_Task objective_.
Lines from the first one down to the one containing "pub mod namespaces;" in the data below are the only ones needed; please return them exactly, both ends included.

_Material for this exercise_.

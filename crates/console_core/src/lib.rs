//! Operation orchestration layer for the graph-database console.
//!
//! Thin client logic over the remote control plane: lifecycle toggling
//! with optimistic rollback, namespace query/upload workflows with
//! XML-to-table parsing, and the async request/state substrate both are
//! built on. All durable state lives server-side; everything here is an
//! ephemeral, possibly-stale copy.

pub mod async_op;
pub mod gateway;
pub mod instances;
pub mod lifecycle;
pub mod namespaces;
pub mod navigation;
pub mod notify;
pub mod query_console;
pub mod results;

pub use async_op::{AsyncOperation, OpCell, OpState};
pub use gateway::{HttpInstanceGateway, InstanceGateway};
pub use instances::InstanceDirectory;
pub use lifecycle::InstanceLifecycleController;
pub use namespaces::NamespaceDirectory;
pub use navigation::{Navigator, NullNavigator};
pub use notify::{BroadcastNotifier, Notification, NotificationSink, NullNotifier};
pub use query_console::{NamespaceQueryConsole, SessionState};
pub use results::{parse_query_results, QueryRow};

#[cfg(test)]
#[path = "tests/core_tests.rs"]
mod tests;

_Solution for this exercise_.
filename crates/console_core/src/lib.rs
//! Operation orchestration layer for the graph-database console.
//!
//! Thin client logic over the remote control plane: lifecycle toggling
//! with optimistic rollback, namespace query/upload workflows with
//! XML-to-table parsing, and the async request/state substrate both are
//! built on. All durable state lives server-side; everything here is an
//! ephemeral, possibly-stale copy.

pub mod async_op;
pub mod gateway;
pub mod instances;
pub mod lifecycle;
pub mod namespaces;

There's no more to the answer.